If you’re not sure how Jigdo works (under Windows), download the tools from here (Atternet’s) and extract them to a directory of your liking. The next step is to get the right jigdo-file, which depends on which hardware you plan to run Debian on. Most likely that will be i386 (also pick which type download: CD-Rom/DVD). For the rest it’s just following the steps and have it run in the background, while you (so to speak) update your MySpace spot.

Right behind last week’s patch (re: anicursor security thing), Microsoft released a hotch-potch of other security patches. You can find them (and the details) at the regular location (and the other website I keep forgetting to mention).

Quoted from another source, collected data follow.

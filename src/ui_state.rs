//! UI 状态管理
//!
//! 管理与显示相关的状态：主题、颜色、Toast。

use std::time::{Duration, Instant};

use crate::theme::{Theme, ThemeColors};

/// Toast 默认显示时长
pub const TOAST_DURATION: Duration = Duration::from_secs(2);

/// Toast 类型（决定边框颜色）
#[derive(Debug, Clone, Copy, PartialEq, Eq)]
pub enum ToastLevel {
    Info,
    Success,
    Error,
}

/// Toast 消息
#[derive(Debug, Clone)]
pub struct Toast {
    pub message: String,
    pub level: ToastLevel,
    pub expires_at: Instant,
}

impl Toast {
    pub fn new(message: impl Into<String>, level: ToastLevel, duration: Duration) -> Self {
        Self {
            message: message.into(),
            level,
            expires_at: Instant::now() + duration,
        }
    }

    pub fn is_expired(&self) -> bool {
        Instant::now() >= self.expires_at
    }
}

/// UI 状态
#[derive(Debug)]
pub struct UiState {
    /// Toast 提示
    pub toast: Option<Toast>,
    /// 当前主题
    pub theme: Theme,
    /// 当前颜色方案
    pub colors: ThemeColors,
}

impl UiState {
    pub fn new(theme: Theme) -> Self {
        Self {
            toast: None,
            theme,
            colors: theme.colors(),
        }
    }

    /// 显示 Toast 消息
    pub fn show_toast(&mut self, message: impl Into<String>, level: ToastLevel) {
        self.toast = Some(Toast::new(message, level, TOAST_DURATION));
    }

    /// 清除过期的 Toast
    pub fn clear_expired_toast(&mut self) {
        if self.toast.as_ref().is_some_and(Toast::is_expired) {
            self.toast = None;
        }
    }

    /// 更新主题
    pub fn set_theme(&mut self, theme: Theme) {
        self.theme = theme;
        self.colors = theme.colors();
    }
}

// ============================================================================
// Tests
// ============================================================================

#[cfg(test)]
mod tests {
    use super::*;

    #[test]
    fn test_new_creates_default_state() {
        let state = UiState::new(Theme::Nord);
        assert!(state.toast.is_none());
        assert_eq!(state.theme, Theme::Nord);
    }

    #[test]
    fn test_show_toast() {
        let mut state = UiState::new(Theme::Dark);
        state.show_toast("Added: x", ToastLevel::Success);

        let toast = state.toast.as_ref().unwrap();
        assert_eq!(toast.message, "Added: x");
        assert_eq!(toast.level, ToastLevel::Success);
    }

    #[test]
    fn test_clear_expired_toast() {
        let mut state = UiState::new(Theme::Dark);
        state.toast = Some(Toast::new("Test", ToastLevel::Info, Duration::from_millis(1)));

        std::thread::sleep(Duration::from_millis(2));
        state.clear_expired_toast();
        assert!(state.toast.is_none());
    }

    #[test]
    fn test_fresh_toast_survives_cleanup() {
        let mut state = UiState::new(Theme::Dark);
        state.show_toast("still here", ToastLevel::Info);
        state.clear_expired_toast();
        assert!(state.toast.is_some());
    }
}
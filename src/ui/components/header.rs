use std::path::Path;

use ratatui::{
    layout::Rect,
    style::{Modifier, Style},
    text::{Line, Span},
    widgets::{Block, Borders, Paragraph},
    Frame,
};

use crate::theme::ThemeColors;

/// Header 高度：边框 + 一行标题
pub const HEADER_HEIGHT: u16 = 3;

/// 渲染顶部标题栏（名称 + 任务文件 + 数量）
pub fn render(frame: &mut Frame, area: Rect, file: &Path, task_count: usize, colors: &ThemeColors) {
    let left = vec![
        Span::styled(
            " taskpad",
            Style::default()
                .fg(colors.highlight)
                .add_modifier(Modifier::BOLD),
        ),
        Span::styled(
            format!("  {}", file.display()),
            Style::default().fg(colors.muted),
        ),
    ];
    let right = Span::styled(
        format!("{} tasks ", task_count),
        Style::default().fg(colors.muted),
    );

    // 计算中间填充空格
    let inner_width = area.width.saturating_sub(2) as usize;
    let used_width: usize = left.iter().map(Span::width).sum::<usize>() + right.width();
    let padding = " ".repeat(inner_width.saturating_sub(used_width));

    let mut spans = left;
    spans.push(Span::raw(padding));
    spans.push(right);

    let block = Block::default()
        .borders(Borders::ALL)
        .border_style(Style::default().fg(colors.border));

    frame.render_widget(Paragraph::new(Line::from(spans)).block(block), area);
}
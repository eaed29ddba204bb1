mod app;
mod cli;
mod dialogs;
mod error;
mod event;
mod logging;
mod operations;
mod storage;
mod theme;
mod ui;
mod ui_state;

use std::io;
use std::panic;
use std::path::Path;

use clap::Parser;
use ratatui::DefaultTerminal;

use app::App;
use cli::Cli;
use storage::tasks::{TaskStore, TASKS_FILE};

fn main() -> io::Result<()> {
    let _cli = Cli::parse();

    // 日志只是辅助信息，打不开文件也继续运行，启动后提示一次
    let log_error = logging::init(Path::new(logging::LOG_FILE)).err();
    tracing::info!(version = env!("CARGO_PKG_VERSION"), "taskpad started");

    // 任务文件在工作目录下；加载失败时以空列表启动并提示
    let (store, load_error) = match TaskStore::open(TASKS_FILE) {
        Ok(store) => (store, None),
        Err(e) => (TaskStore::new(TASKS_FILE), Some(e)),
    };

    let mut app = App::new(store);
    if let Some(e) = log_error {
        app.report_logging_disabled(&e);
    }
    // 加载失败更重要，覆盖日志提示
    if let Some(e) = load_error {
        app.report_load_error(&e);
    }

    // panic 时先恢复终端再输出信息
    let original_hook = panic::take_hook();
    panic::set_hook(Box::new(move |panic_info| {
        ratatui::restore();
        tracing::error!(panic = %panic_info, "taskpad panicked");
        original_hook(panic_info);
    }));

    // 初始化终端
    let mut terminal = ratatui::init();

    // 运行主循环
    let result = run(&mut terminal, &mut app);

    // 恢复终端
    ratatui::restore();

    match &result {
        Ok(()) => tracing::info!(tasks = app.store.len(), "taskpad exited"),
        Err(e) => tracing::error!(error = %e, "terminal error"),
    }
    result
}

fn run(terminal: &mut DefaultTerminal, app: &mut App) -> io::Result<()> {
    loop {
        terminal.draw(|frame| ui::main_view::render(frame, app))?;

        if !event::handle_events(app)? {
            break;
        }
    }
    Ok(())
}
//! 确认弹窗组件

use ratatui::{
    layout::{Alignment, Constraint, Layout},
    style::{Modifier, Style},
    text::{Line, Span},
    widgets::Paragraph,
    Frame,
};

use super::dialog_utils::{center_dialog, render_dialog_frame};
use crate::theme::ThemeColors;

/// 确认弹窗类型
#[derive(Debug, Clone, PartialEq, Eq)]
pub enum ConfirmType {
    /// 清空全部任务
    ClearAll { count: usize },
}

impl ConfirmType {
    pub fn title(&self) -> &str {
        match self {
            ConfirmType::ClearAll { .. } => " Confirm ",
        }
    }

    pub fn message(&self) -> Vec<Line<'static>> {
        match self {
            ConfirmType::ClearAll { count } => {
                let noun = if *count == 1 { "task" } else { "tasks" };
                vec![
                    Line::from(format!("This will delete {} {}.", count, noun)),
                    Line::from(""),
                    Line::from("Are you sure you want to"),
                    Line::from("delete all tasks?"),
                ]
            }
        }
    }
}

/// 渲染确认弹窗
pub fn render(frame: &mut Frame, confirm_type: &ConfirmType, colors: &ThemeColors) {
    let message_lines = confirm_type.message();
    // 标题 + 边框 + 内容 + 空行 + 提示
    let popup_height = (message_lines.len() as u16) + 4;
    let popup_area = center_dialog(frame.area(), 40, popup_height);

    let inner_area = render_dialog_frame(
        frame,
        popup_area,
        confirm_type.title(),
        colors.warning,
        colors,
    );

    let [content_area, _, hint_area] = Layout::vertical([
        Constraint::Min(1),
        Constraint::Length(1),
        Constraint::Length(1),
    ])
    .areas(inner_area);

    let styled_lines: Vec<Line> = message_lines
        .into_iter()
        .map(|line| {
            Line::from(Span::styled(
                line.to_string(),
                Style::default().fg(colors.text),
            ))
        })
        .collect();

    let content = Paragraph::new(styled_lines).alignment(Alignment::Center);
    frame.render_widget(content, content_area);

    let hint = Paragraph::new(Line::from(vec![
        Span::styled(
            "Y",
            Style::default()
                .fg(colors.highlight)
                .add_modifier(Modifier::BOLD),
        ),
        Span::styled("/", Style::default().fg(colors.muted)),
        Span::styled("Enter", Style::default().fg(colors.highlight)),
        Span::styled(" confirm  ", Style::default().fg(colors.muted)),
        Span::styled(
            "N",
            Style::default()
                .fg(colors.highlight)
                .add_modifier(Modifier::BOLD),
        ),
        Span::styled("/", Style::default().fg(colors.muted)),
        Span::styled("Esc", Style::default().fg(colors.highlight)),
        Span::styled(" cancel", Style::default().fg(colors.muted)),
    ]))
    .alignment(Alignment::Center);

    frame.render_widget(hint, hint_area);
}
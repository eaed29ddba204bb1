use ratatui::{
    layout::{Alignment, Rect},
    style::{Modifier, Style},
    widgets::{Block, Borders, Clear, Paragraph},
    Frame,
};
use unicode_width::UnicodeWidthStr;

use crate::theme::ThemeColors;
use crate::ui_state::{Toast, ToastLevel};

/// 在屏幕底部居中显示 Toast 消息
pub fn render(frame: &mut Frame, toast: &Toast, colors: &ThemeColors) {
    let area = frame.area();
    if area.width < 8 || area.height < 7 {
        return;
    }

    // 计算 Toast 尺寸和位置（Footer 上方）
    let toast_width = (toast.message.width() + 6).min(area.width as usize - 4) as u16;
    let toast_height = 3;
    let toast_x = (area.width - toast_width) / 2;
    let toast_y = area.height - toast_height - 3;

    let toast_area = Rect::new(toast_x, toast_y, toast_width, toast_height);

    // 清除背景
    frame.render_widget(Clear, toast_area);

    let border = match toast.level {
        ToastLevel::Info => colors.highlight,
        ToastLevel::Success => colors.success,
        ToastLevel::Error => colors.error,
    };

    let paragraph = Paragraph::new(toast.message.as_str())
        .style(
            Style::default()
                .fg(colors.text)
                .add_modifier(Modifier::BOLD),
        )
        .alignment(Alignment::Center)
        .block(
            Block::default()
                .borders(Borders::ALL)
                .border_style(Style::default().fg(border))
                .style(Style::default().bg(colors.bg)),
        );

    frame.render_widget(paragraph, toast_area);
}
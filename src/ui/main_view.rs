//! 主界面渲染

use ratatui::{
    layout::{Constraint, Layout},
    style::Style,
    widgets::{Block, Widget},
    Frame,
};

use crate::app::{App, Focus};

use super::components::{
    confirm_dialog, footer, header, help_panel, input_bar, task_list, theme_selector, toast,
    view_panel,
};

/// 渲染整个界面：Header / 输入框 / 列表 / Footer，再叠加弹窗
pub fn render(frame: &mut Frame, app: &mut App) {
    let area = frame.area();
    let colors = app.ui.colors;

    // 填充整个背景
    Block::default()
        .style(Style::default().bg(colors.bg))
        .render(area, frame.buffer_mut());

    let [header_area, input_area, list_area, footer_area] = Layout::vertical([
        Constraint::Length(header::HEADER_HEIGHT),
        Constraint::Length(input_bar::INPUT_HEIGHT),
        Constraint::Fill(1),
        Constraint::Length(3),
    ])
    .areas(area);

    header::render(frame, header_area, app.store.path(), app.tasks.len(), &colors);
    input_bar::render(
        frame,
        input_area,
        &app.input,
        app.focus == Focus::Input,
        &colors,
    );
    task_list::render(
        frame,
        list_area,
        &app.tasks,
        &mut app.list_state,
        app.focus == Focus::List,
        &colors,
    );
    footer::render(frame, footer_area, app.focus, !app.tasks.is_empty(), &colors);

    // 弹窗
    if let Some(ref mut panel) = app.dialogs.view_panel {
        view_panel::render(frame, panel, &colors);
    }

    if app.dialogs.show_help {
        help_panel::render(frame, &colors);
    }

    if let Some(index) = app.dialogs.theme_selector {
        theme_selector::render(frame, index, &colors);
    }

    if let Some(ref confirm_type) = app.dialogs.confirm_dialog {
        confirm_dialog::render(frame, confirm_type, &colors);
    }

    // Toast 最后渲染，位于最上层
    if let Some(ref t) = app.ui.toast {
        if !t.is_expired() {
            toast::render(frame, t, &colors);
        }
    }
}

That reminds me: I read Paul “Bayesian Spam” Graham’s post called ‘Microsoft’s death’, which caused a firestorm of follow-ups. I think I’ll keep the link fury limited by only pointing to Slashdot’s thread. I’ve never been a fan of Graham but reading his notes reminds me of my earlier claims that Microsoft is doomed to fail not because Linux this or MacOSX that: it has consistently failed to deliver. There were days that the company came out with something that was worth checking out from both user and developer’s view: nowadays, there’s only a handful of technologies that are actually interesting from a developer’s point of view. It will be interesting to see if they can turn the tide this year (particularly after [what appears] a botched Vista release).

The Tech-huh?

Left over stuff from the weekend:

The Neuros OSD, which claims to be the first Open Source Linux Embedded Media Center for US$ 229.00 or something. It’s the buzz around now since it’s Linux-based and (evidently) a growing community of hackers developing software for it: from FTP servers to XMMS2 streaming servers.

The other thing I noticed was the Debian Windows boot loader/Installer: it’s brilliant, although I have my doubts about it. When I have time, I’ll do a test run.

Windows Vista officially goes on sale today, but as you guessed it, don’t expect line-ups. What is really new to it? Even the beta-testers (the Windows fans as other would call them) don’t have me convinced. Better user-experience and productivity? They promised that since Windows 95, if you remember. And if Vista does break-even, what else can we expect in the future?1, 2, 3, 4 I bet that there are hundreds of discussions going on about that within Microsoft. Listen: if I’m not allowed to make a legitimate copy of a file and listen it elsewhere on my own property and on my own hardware, count me out of your ‘Digital Revolution’.

1 Michael Geist about Vista’s DRM and fine print.
2 Security researcher breaks Microsoft’s DRM.
3 Microsoft patents idea taken from professor
4 Microsoft withdrawing patent-application.